Problem to work on: Check each line of the data, and copy those where "from" appears.

Dataset entries:
• • • • • • •

//! 分页计算

use serde::{Deserialize, Serialize};

/// 页码条最多显示的页数
pub const PAGE_STRIP: u32 = 5;

/// 分页状态
#[derive(Debug, Clone, Default, PartialEq, Eq, Serialize, Deserialize)]
#[serde(rename_all = "camelCase")]
pub struct Pager {
    pub total_items: u64,
    pub current_page: u32,
    pub page_size: u32,
    pub total_pages: u32,
    pub start_page: u32,
    pub end_page: u32,
    /// 当前页第一条的下标（从 0 开始）
    pub start_index: u64,
    /// 当前页最后一条的下标
    pub end_index: u64,
    pub pages: Vec<u32>,
}

/// 根据总数、当前页和每页数量计算分页状态
///
/// 页码条固定宽度 `PAGE_STRIP`，尽量让当前页居中
pub fn get_pager(total_items: u64, current_page: u32, page_size: u32) -> Pager {
    let page_size = page_size.max(1);
    let total_pages = total_items.div_ceil(u64::from(page_size)) as u32;
    let current_page = current_page.max(1);

    let half = PAGE_STRIP / 2;
    let (start_page, end_page) = if total_pages <= PAGE_STRIP {
        (1, total_pages.max(1))
    } else if current_page <= half + 1 {
        (1, PAGE_STRIP)
    } else if current_page + half >= total_pages {
        (total_pages - PAGE_STRIP + 1, total_pages)
    } else {
        (current_page - half, current_page + half)
    };

    let start_index = u64::from(current_page - 1) * u64::from(page_size);
    let end_index = (start_index + u64::from(page_size) - 1).min(total_items.saturating_sub(1));

    Pager {
        total_items,
        current_page,
        page_size,
        total_pages,
        start_page,
        end_page,
        start_index,
        end_index,
        pages: (start_page..=end_page).collect(),
    }
}

#[cfg(test)]
mod tests {
    use super::*;

    #[test]
    fn test_total_pages_rounds_up() {
        assert_eq!(get_pager(41, 1, 20).total_pages, 3);
        assert_eq!(get_pager(40, 1, 20).total_pages, 2);
        assert_eq!(get_pager(1, 1, 20).total_pages, 1);
    }

    #[test]
    fn test_strip_positions() {
        // 页数不足一条
        assert_eq!(get_pager(60, 2, 20).pages, vec![1, 2, 3]);
        // 靠前
        assert_eq!(get_pager(200, 2, 20).pages, vec![1, 2, 3, 4, 5]);
        // 居中
        assert_eq!(get_pager(200, 6, 20).pages, vec![4, 5, 6, 7, 8]);
        // 靠后
        assert_eq!(get_pager(200, 9, 20).pages, vec![6, 7, 8, 9, 10]);
    }

    #[test]
    fn test_index_range() {
        let pager = get_pager(45, 3, 20);
        assert_eq!(pager.start_index, 40);
        assert_eq!(pager.end_index, 44);
    }
}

• • • • • • •

Response:
    let total_pages = total_items.div_ceil(u64::from(page_size)) as u32;
    let start_index = u64::from(current_page - 1) * u64::from(page_size);
    let end_index = (start_index + u64::from(page_size) - 1).min(total_items.saturating_sub(1));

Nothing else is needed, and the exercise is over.